Legislature aims to prevent Fairview merger

Three bills were proposed Monday to block or dissuade a Sanford-Fairview union.

Legislature aims to prevent Fairview merger

Branden Largent

State legislators proposed bills Monday to intervene in the Fairview Health Services merger talks.

Two proposals would outlaw South Dakota-based Sanford Health from taking over Fairview, which includes the University of Minnesota Medical Center. Another would force Fairview to return state funding if it was run by an out-of-state entity.

Two bills proposed by Reps. Joe Atkins, DFL-Inver Grove Heights, and Dan Schoen, DFL-St. Paul Park, would outlaw the acquisition of Fairview by an out-of-state entity, either permanently or through 2014.

Another bill, introduced by Jim Abeler, R-Anoka, and Peter Fischer, DFL-Maplewood, would take state funding from Fairview if it sells or transfers control to an out-of-state entity.

The bill says Fairview would have to return any “charitable assets” it received from the state back into the general fund.

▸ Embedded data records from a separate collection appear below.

//! domain-core - 会话领域模型
//!
//! `SessionData` 及其显式的按字段合并规则（`SessionPatch`）。

mod expiry;
mod index;
mod patch;
mod session;

pub use expiry::*;
pub use index::*;
pub use patch::*;
pub use session::*;

// Re-export common types
pub use mcpgw_common::{SessionId, UserId};
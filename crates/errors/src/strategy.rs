//! 重试策略

use std::time::Duration;

use serde::{Deserialize, Serialize};

/// 指数退避重试策略
#[derive(Debug, Clone, Copy, PartialEq, Serialize, Deserialize)]
#[serde(rename_all = "camelCase")]
pub struct RetryStrategy {
    /// 最大重试次数（不含首次调用）
    pub max_retries: u32,
    /// 初始延迟
    pub initial_delay: Duration,
    /// 最大延迟
    pub max_delay: Duration,
    /// 退避乘数
    #[serde(default = "default_multiplier")]
    pub backoff_multiplier: f64,
    /// 是否使用 full jitter
    #[serde(default)]
    pub jitter: bool,
}

fn default_multiplier() -> f64 {
    2.0
}

impl Default for RetryStrategy {
    fn default() -> Self {
        Self {
            max_retries: 3,
            initial_delay: Duration::from_millis(1000),
            max_delay: Duration::from_secs(30),
            backoff_multiplier: 2.0,
            jitter: true,
        }
    }
}

impl RetryStrategy {
    /// 创建新的重试策略（乘数 2.0，启用 jitter）
    pub fn new(max_retries: u32, initial_delay: Duration, max_delay: Duration) -> Self {
        Self {
            max_retries,
            initial_delay,
            max_delay,
            backoff_multiplier: 2.0,
            jitter: true,
        }
    }

    /// 设置退避乘数
    pub fn with_multiplier(mut self, multiplier: f64) -> Self {
        self.backoff_multiplier = multiplier;
        self
    }

    pub fn with_jitter(mut self, jitter: bool) -> Self {
        self.jitter = jitter;
        self
    }

    /// 计算第 n 次重试的延迟：`min(initial * multiplier^n, max)`
    pub fn delay_for_attempt(&self, attempt: u32) -> Duration {
        let max_ms = self.max_delay.as_millis() as f64;
        let delay_ms = self.initial_delay.as_millis() as f64
            * self.backoff_multiplier.powi(attempt.min(i32::MAX as u32) as i32);

        if !delay_ms.is_finite() || delay_ms >= max_ms {
            return self.max_delay;
        }
        Duration::from_millis(delay_ms.max(0.0) as u64)
    }
}
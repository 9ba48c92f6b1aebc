//! 可疑活动检测
//!
//! 按 IP 统计连续的 401/403 响应。跟踪期内达到阈值时发出一条高严重度审计事件，
//! 并进入临时的高度怀疑窗口；窗口内不再重复告警，窗口结束后计数归零。

use std::collections::HashMap;
use std::sync::Arc;
use std::time::Duration;

use axum::{
    extract::{Request, State},
    http::StatusCode,
    middleware::Next,
    response::Response,
};
use mcpgw_common::PeriodicTask;
use parking_lot::Mutex;
use tokio::time::Instant;
use tracing::debug;

use crate::audit::{AuditEventKind, SecurityAuditEvent};
use crate::context::{AuthenticatedUser, RequestContext};
use crate::state::AppState;

/// 触发告警的连续失败次数
pub const DEFAULT_FAILURE_THRESHOLD: u32 = 5;
/// 跟踪期与怀疑窗口
pub const DEFAULT_SUSPICION_WINDOW: Duration = Duration::from_secs(15 * 60);

#[derive(Debug, Clone)]
struct SuspicionEntry {
    consecutive_failures: u32,
    first_failure_at: Instant,
    flagged_until: Option<Instant>,
}

/// 一次升级告警
#[derive(Debug, Clone, PartialEq, Eq)]
pub struct Escalation {
    pub failures: u32,
    pub window: Duration,
}

/// 进程内可疑活动跟踪器
#[derive(Debug)]
pub struct SuspiciousActivityTracker {
    threshold: u32,
    window: Duration,
    entries: Mutex<HashMap<String, SuspicionEntry>>,
}

impl Default for SuspiciousActivityTracker {
    fn default() -> Self {
        Self::new(DEFAULT_FAILURE_THRESHOLD, DEFAULT_SUSPICION_WINDOW)
    }
}

impl SuspiciousActivityTracker {
    pub fn new(threshold: u32, window: Duration) -> Self {
        Self {
            threshold: threshold.max(1),
            window,
            entries: Mutex::new(HashMap::new()),
        }
    }

    /// 记录一次 401/403；刚达到阈值时返回升级告警
    pub fn record_failure(&self, ip: &str) -> Option<Escalation> {
        self.record_failure_at(ip, Instant::now())
    }

    pub fn record_failure_at(&self, ip: &str, now: Instant) -> Option<Escalation> {
        let mut entries = self.entries.lock();
        let entry = entries.entry(ip.to_string()).or_insert(SuspicionEntry {
            consecutive_failures: 0,
            first_failure_at: now,
            flagged_until: None,
        });

        let window_over = match entry.flagged_until {
            Some(until) => now >= until,
            None => now.saturating_duration_since(entry.first_failure_at) >= self.window,
        };
        if window_over {
            *entry = SuspicionEntry {
                consecutive_failures: 0,
                first_failure_at: now,
                flagged_until: None,
            };
        }

        entry.consecutive_failures += 1;
        if entry.flagged_until.is_some() || entry.consecutive_failures < self.threshold {
            return None;
        }

        entry.flagged_until = Some(now + self.window);
        Some(Escalation {
            failures: entry.consecutive_failures,
            window: self.window,
        })
    }

    /// 成功响应打断连续失败；怀疑窗口内保持标记
    pub fn record_success(&self, ip: &str) {
        let mut entries = self.entries.lock();
        if entries.get(ip).is_some_and(|e| e.flagged_until.is_none()) {
            entries.remove(ip);
        }
    }

    pub fn is_flagged(&self, ip: &str) -> bool {
        let now = Instant::now();
        self.entries
            .lock()
            .get(ip)
            .and_then(|e| e.flagged_until)
            .is_some_and(|until| now < until)
    }

    /// 删除已过期的跟踪条目
    pub fn purge_expired_at(&self, now: Instant) -> usize {
        let window = self.window;
        let mut entries = self.entries.lock();
        let before = entries.len();
        entries.retain(|_, e| match e.flagged_until {
            Some(until) => now < until,
            None => now.saturating_duration_since(e.first_failure_at) < window,
        });
        before - entries.len()
    }

    pub fn spawn_sweeper(self: &Arc<Self>, period: Duration) -> PeriodicTask {
        let tracker = self.clone();
        PeriodicTask::spawn("suspicious-activity-sweep", period, move || {
            let tracker = tracker.clone();
            async move {
                let removed = tracker.purge_expired_at(Instant::now());
                if removed > 0 {
                    debug!(removed, "Purged suspicious activity entries");
                }
            }
        })
    }
}

/// 可疑活动检测中间件，观察内层返回的状态码
pub async fn suspicious_activity_middleware(
    State(state): State<AppState>,
    ctx: RequestContext,
    request: Request,
    next: Next,
) -> Response {
    let response = next.run(request).await;
    let status = response.status();

    if status == StatusCode::UNAUTHORIZED || status == StatusCode::FORBIDDEN {
        if let Some(escalation) = state.suspicious.record_failure(&ctx.ip_address) {
            let user_id = response
                .extensions()
                .get::<AuthenticatedUser>()
                .map(|u| u.0.clone());
            state.audit.record(
                SecurityAuditEvent::new(AuditEventKind::SuspiciousActivity, &ctx)
                    .with_user(user_id)
                    .with_detail("reason", "repeated_auth_failures")
                    .with_detail("consecutiveFailures", escalation.failures)
                    .with_detail("lockoutSecs", escalation.window.as_secs()),
            );
        }
    } else if !status.is_client_error() && !status.is_server_error() {
        state.suspicious.record_success(&ctx.ip_address);
    }

    response
}
//! ports - 抽象 trait 层
//!
//! 安全中间件只通过这些接口访问会话存储和身份提供方。

mod identity;
mod session_store;

pub use identity::*;
pub use session_store::*;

“Minnesota money and the goodwill of non-profit benefits have been poured into Fairview,” Fischer said in a news release. “I don’t think we should walk away from all the state has invested.”

Atkins said the potential merger doesn’t take into account how much the state has invested in the education of physicians at the University.

“We ought not to be turning over the reins of control for the University of Minnesota hospitals to an entity that is based outside the state of Minnesota,” Atkins said.

In a letter Monday, Atkins asked acting Fairview CEO Chuck Mooty to testify before the House Commerce and Consumer Protection Committee at an April 17 hearing for the bills. University President Eric Kaler was also invited.

The committee is charged with examining transactions with major impact on Minnesota consumers and with providing legislative oversight of the state’s charitable and nonprofit entities.

Legislators from both sides of the House floor have raised concerns about the potential merger’s effect on University hospitals, Atkins said.

“University of Minnesota hospitals provide the greatest amount of training to the greatest number of physicians in any institution in Minnesota,” Atkins said. “That is critical to the entire state.”

The potential Fairview-Sanford merger came to light last month when Minnesota Attorney General Lori Swanson  expressed concern about the talks and scheduled a series of public hearings to discuss them.

In a January letter to Mooty, Kaler proposed the University, rather than Sanford, take over Fairview.

In the first hearing about the merger Sunday, the University announced it would halt gifts and donations connected to the merger talks, and both Fairview and Sanford leaders said they would stop discussions of the takeover if the University objects.

Fairview received notification of the new legislation Monday morning and will follow up on it soon, Fairview spokeswoman Jennifer Amundson said.